AN ORBITALLY PACED, NEAR-COMPLETE RECORD OF CAMPANIAN CLIMATE AND SEDIMENTATION IN THE MISSISSIPPI EMBAYMENT, USA

The Campanian (83.6–72.1 Ma) marked the transition from the ‘hot greenhouse’ of the mid-Cretaceous to the ‘cool greenhouse’ of the Maastrichtian. Despite being the longest stage of the Late Cretaceous, the Campanian is poorly understood and represents a “gap” in the astronomically tuned time scale. Few records are described outside of Europe, and only a limited portion of the sediments preserved show an imprint of orbitally driven changes in insolation. Independent age constraints are limited, and the seeming absence of major climatic events hampers correlation.

Here we present a high-resolution lithological and elemental record from the Shuqualak–Evans Borehole (Mississippi, USA), which intersects a sequence of hemipelagic marls and chalks deposited at ~35°N. This core shows prominent rhythmicity, reflecting variations in land–sea interaction in the Gulf Coast region. This ~10 Myr-long record of Campanian climate reveals a hierarchy of cycles, corresponding to the periodicities of eccentricity-modulated precession, and with a surprisingly pervasive imprint of obliquity forcing. Additionally, the identification of 2.4 Myr minima may allow anchoring of the Shuqualak sequence to the absolute time-scale. The new cyclostratigraphic framework is in good agreement with available δ¹³C data and biostratigraphic information.
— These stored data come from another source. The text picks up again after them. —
impl<P: PersistenceAdapter, T: PowerAuthTransport> PowerAuthSdk<P, T> {
    /// Builds the session from `setup` and whatever serialized blob the
    /// persistence adapter already holds for `setup.instance_id` (§3's
    /// lifecycle: "created at startup from setup and an optional
    /// serialized blob").
    pub async fn new(setup: SessionSetup, persistence: P, transport: T) -> Result<Self, PowerAuthError> {
        let instance_id = setup.instance_id.clone();
        let mut session = Session::new(setup);

        if let Some(bytes) = persistence.load(&instance_id).await? {
            match crate::serialize::deserialize_state(&bytes) {
                Ok(state) => session.set_state(state),
                Err(e) => {
                    tracing::warn!(instance = %instance_id, error = %e, "stored session blob is corrupt; starting Broken");
                    session.destroy();
                }
            }
        }

        Ok(PowerAuthSdk {
            session: Mutex::new(session),
            persistence,
            transport,
        })
    }

    async fn persist(&self) {
        let (instance_id, bytes) = {
            let session = self.session.lock();
            (
                session.setup.instance_id.clone(),
                crate::serialize::serialize_state(session.state()),
            )
        };
        if let Err(e) = self.persistence.save(&instance_id, &bytes).await {
            // §4.F: a failed save does not undo the in-memory mutation.
            tracing::warn!(instance = %instance_id, error = %e, "session save failed; continuing with in-memory state");
        }
    }

    pub fn has_valid_activation(&self) -> bool {
        self.session.lock().has_valid_activation()
    }

    pub fn has_pending_activation(&self) -> bool {
        self.session.lock().has_pending_activation()
    }

    /// Step 1 + the `/pa/activation/create` round trip + step 2. Returns
    /// the fingerprint and derived keys for the caller to show the user
    /// and collect enrollment factors before calling `commit_activation`.
    pub async fn create_activation(
        &self,
        activation_code: &str,
        activation_name: &str,
        extras: Option<String>,
    ) -> Result<(ActivationCreateResponse, Step2Output), PowerAuthError> {
        let step1: Step1Output = {
            let mut session = self.session.lock();
            session.activation_step1(activation_code)?
        };
        self.persist().await;

        let request = ActivationCreateRequest {
            activation_id_short: step1.activation_id_short.clone(),
            activation_name: activation_name.to_string(),
            activation_nonce: B64.encode(step1.activation_nonce),
            application_key: self.session.lock().setup.application_key.clone(),
            application_signature: B64.encode(step1.application_signature),
            encrypted_device_public_key: B64.encode(&step1.encrypted_device_public_key),
            ephemeral_public_key: B64.encode(&step1.ephemeral_public_key),
            extras,
        };
        let response = self.transport.activation_create(request).await?;

        let server_ephemeral_public_key = B64
            .decode(&response.ephemeral_public_key)
            .map_err(|e| PowerAuthError::InvalidActivationData(e.to_string()))?;
        let encrypted_server_public_key = B64
            .decode(&response.encrypted_server_public_key)
            .map_err(|e| PowerAuthError::InvalidActivationData(e.to_string()))?;
        let encrypted_server_public_key_signature = B64
            .decode(&response.encrypted_server_public_key_signature)
            .map_err(|e| PowerAuthError::InvalidActivationData(e.to_string()))?;
        let server_nonce_vec = B64
            .decode(&response.activation_nonce)
            .map_err(|e| PowerAuthError::InvalidActivationData(e.to_string()))?;
        let server_nonce: [u8; 16] = server_nonce_vec
            .try_into()
            .map_err(|_| PowerAuthError::InvalidActivationData("server nonce must be 16 bytes".into()))?;

        let step2_input = Step2Input {
            activation_id: response.activation_id.clone(),
            server_nonce,
            server_ephemeral_public_key,
            encrypted_server_public_key,
            encrypted_server_public_key_signature,
        };

        let step2_result = {
            let mut session = self.session.lock();
            session.activation_step2(step2_input)
        };
        self.persist().await;

        let step2 = step2_result?;
        Ok((response, step2))
    }

    /// Step 3. `server_public_key_bytes` is the SEC1 point recovered
    /// during step 2 — re-derived here rather than threaded through
    /// `Step2Output` so that output stays free of raw key material the
    /// caller does not need.
    pub async fn commit_activation(
        &self,
        activation_id: String,
        server_public_key_bytes: &[u8],
        step2: &Step2Output,
        unlock_keys: &SignatureUnlockKeys,
    ) -> Result<(), PowerAuthError> {
        let server_public_key = ecdh::public_key_from_bytes(server_public_key_bytes)?;
        {
            let mut session = self.session.lock();
            session.activation_commit(activation_id, server_public_key, step2, unlock_keys)?;
        }
        self.persist().await;
        Ok(())
    }

    /// §4.D: sign one HTTP request for an endpoint this crate does not
    /// otherwise know about. The caller attaches `header_value` to their
    /// own transport call.
    pub async fn sign(
        &self,
        method: &str,
        uri_id: &str,
        body: RequestBody,
        auth: PowerAuthAuthentication,
    ) -> Result<SignedRequest, PowerAuthError> {
        let signed = {
            let mut session = self.session.lock();
            session.sign_request(method, uri_id, &body, &auth)?
        };
        self.persist().await;
        Ok(signed)
    }

    /// The factor combination to gate a vault-unlock call with: possession
    /// and knowledge are always proven, and biometry is folded in whenever
    /// the caller supplied a biometry key, so a caller with all three
    /// factors enrolled can prove all three rather than being capped at
    /// two (§3 places no restriction against combining all three).
    fn vault_gate_factors(unlock_keys: &SignatureUnlockKeys) -> FactorCombination {
        if unlock_keys.biometry_key.is_some() {
            FactorCombination::PossessionKnowledgeBiometry
        } else {
            FactorCombination::PossessionKnowledge
        }
    }

    /// §4.E: obtain a one-shot `K_vault` via a signed `/pa/vault/unlock`
    /// request. `unlock_keys` must include the possession key (to both
    /// sign the request and unwrap `K_transport`) and, for operations
    /// that need knowledge-factor proof, the password.
    async fn vault_unlock(
        &self,
        factors: FactorCombination,
        unlock_keys: SignatureUnlockKeys,
    ) -> Result<Key16, PowerAuthError> {
        let possession_unlock_key = unlock_keys.possession_key.ok_or_else(|| {
            PowerAuthError::InvalidActivationData("possession key required for vault-unlock".into())
        })?;

        let auth = PowerAuthAuthentication::for_vault_unlock(factors, unlock_keys);
        let signed = {
            let mut session = self.session.lock();
            session.sign_request("POST", "/pa/vault/unlock", &RequestBody::Raw(Vec::new()), &auth)?
        };
        self.persist().await;

        let response = self.transport.vault_unlock(&signed.header_value).await?;
        let encrypted_vault_key = B64
            .decode(&response.encrypted_vault_encryption_key)
            .map_err(|e| PowerAuthError::InvalidActivationData(e.to_string()))?;

        let k_transport_bytes = {
            let session = self.session.lock();
            let envelope_transport = session.active()?.envelope_transport.clone();
            aes_cbc::decrypt_zero_iv(&possession_unlock_key, &envelope_transport)?
        };
        let k_transport: [u8; 16] = k_transport_bytes
            .try_into()
            .map_err(|_| PowerAuthError::InvalidActivationData("K_transport must be 16 bytes".into()))?;

        let k_vault_bytes = aes_cbc::decrypt_zero_iv(&k_transport, &encrypted_vault_key)?;
        let k_vault: [u8; 16] = k_vault_bytes
            .try_into()
            .map_err(|_| PowerAuthError::InvalidActivationData("K_vault must be 16 bytes".into()))?;
        Ok(Key16(k_vault))
    }

    /// §4.E "derive key at index i".
    pub async fn fetch_encryption_key(
        &self,
        unlock_keys: SignatureUnlockKeys,
        index: u64,
    ) -> Result<Key16, PowerAuthError> {
        let factors = Self::vault_gate_factors(&unlock_keys);
        let k_vault = self.vault_unlock(factors, unlock_keys).await?;
        Ok(crate::vault_unlock::derive_encryption_key(&k_vault, index))
    }

    /// §4.E validated password change: the vault-unlock round trip
    /// (signed with the knowledge factor) is itself the proof that `old`
    /// was correct.
    pub async fn change_password_validated(
        &self,
        gate_unlock_keys: SignatureUnlockKeys,
        old: &[u8],
        new: &[u8],
    ) -> Result<(), PowerAuthError> {
        let factors = Self::vault_gate_factors(&gate_unlock_keys);
        let _k_vault = self.vault_unlock(factors, gate_unlock_keys).await?;
        {
            let mut session = self.session.lock();
            session.change_user_password_validated(old, new)?;
        }
        self.persist().await;
        Ok(())
    }

    /// §4.E "add biometry after activation".
    pub async fn add_biometry(
        &self,
        gate_unlock_keys: SignatureUnlockKeys,
        biometry_unlock_key: Key16,
    ) -> Result<(), PowerAuthError> {
        let factors = Self::vault_gate_factors(&gate_unlock_keys);
        let k_vault = self.vault_unlock(factors, gate_unlock_keys).await?;
        {
            let mut session = self.session.lock();
            session.add_biometry_factor_post_activation(&k_vault, &biometry_unlock_key)?;
        }
        self.persist().await;
        Ok(())
    }

    /// §4.E "sign with device private key". The vault-unlock round trip
    /// is the authorization gate; the key itself is unwrapped via
    /// `K_transport`, not the returned `K_vault` — see the
    /// device-private-key-envelope design decision.
    pub async fn sign_with_device_key(
        &self,
        gate_unlock_keys: SignatureUnlockKeys,
        possession_unlock_key: [u8; 16],
        payload: &[u8],
    ) -> Result<Vec<u8>, PowerAuthError> {
        let factors = Self::vault_gate_factors(&gate_unlock_keys);
        let _k_vault = self.vault_unlock(factors, gate_unlock_keys).await?;
        let session = self.session.lock();
        session.sign_with_device_private_key(&possession_unlock_key, payload)
    }

    /// Removes the activation both server-side and locally.
    pub async fn remove_activation(
        &self,
        unlock_keys: SignatureUnlockKeys,
    ) -> Result<(), PowerAuthError> {
        let auth = PowerAuthAuthentication::new(FactorCombination::Possession, unlock_keys);
        let signed = {
            let mut session = self.session.lock();
            session.sign_request(
                "POST",
                "/pa/activation/remove",
                &RequestBody::Raw(Vec::new()),
                &auth,
            )?
        };
        self.persist().await;
        self.transport.activation_remove(&signed.header_value).await?;

        let instance_id = {
            let mut session = self.session.lock();
            session.reset();
            session.setup.instance_id.clone()
        };
        if let Err(e) = self.persistence.remove(&instance_id).await {
            tracing::warn!(instance = %instance_id, error = %e, "failed to remove persisted session");
        }
        Ok(())
    }
}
Re-interpreted carbon-isotope excursions in the Shuqualak record correspond well with events identified and dated in the European chalk sea, including the Campanian–Maastrichtian Boundary Event (CMBE), the Late Campanian Event (LCE), and potentially the Mid-Campanian Event (MCaE). The new age model developed in this study confirms that the Shuqualak core encompasses almost the entire Campanian and may represent the most complete record of this time-interval outside Europe. The new data from the Mississippi Embayment give a unique glimpse into Campanian climate dynamics and provide a framework for future palaeoclimate studies.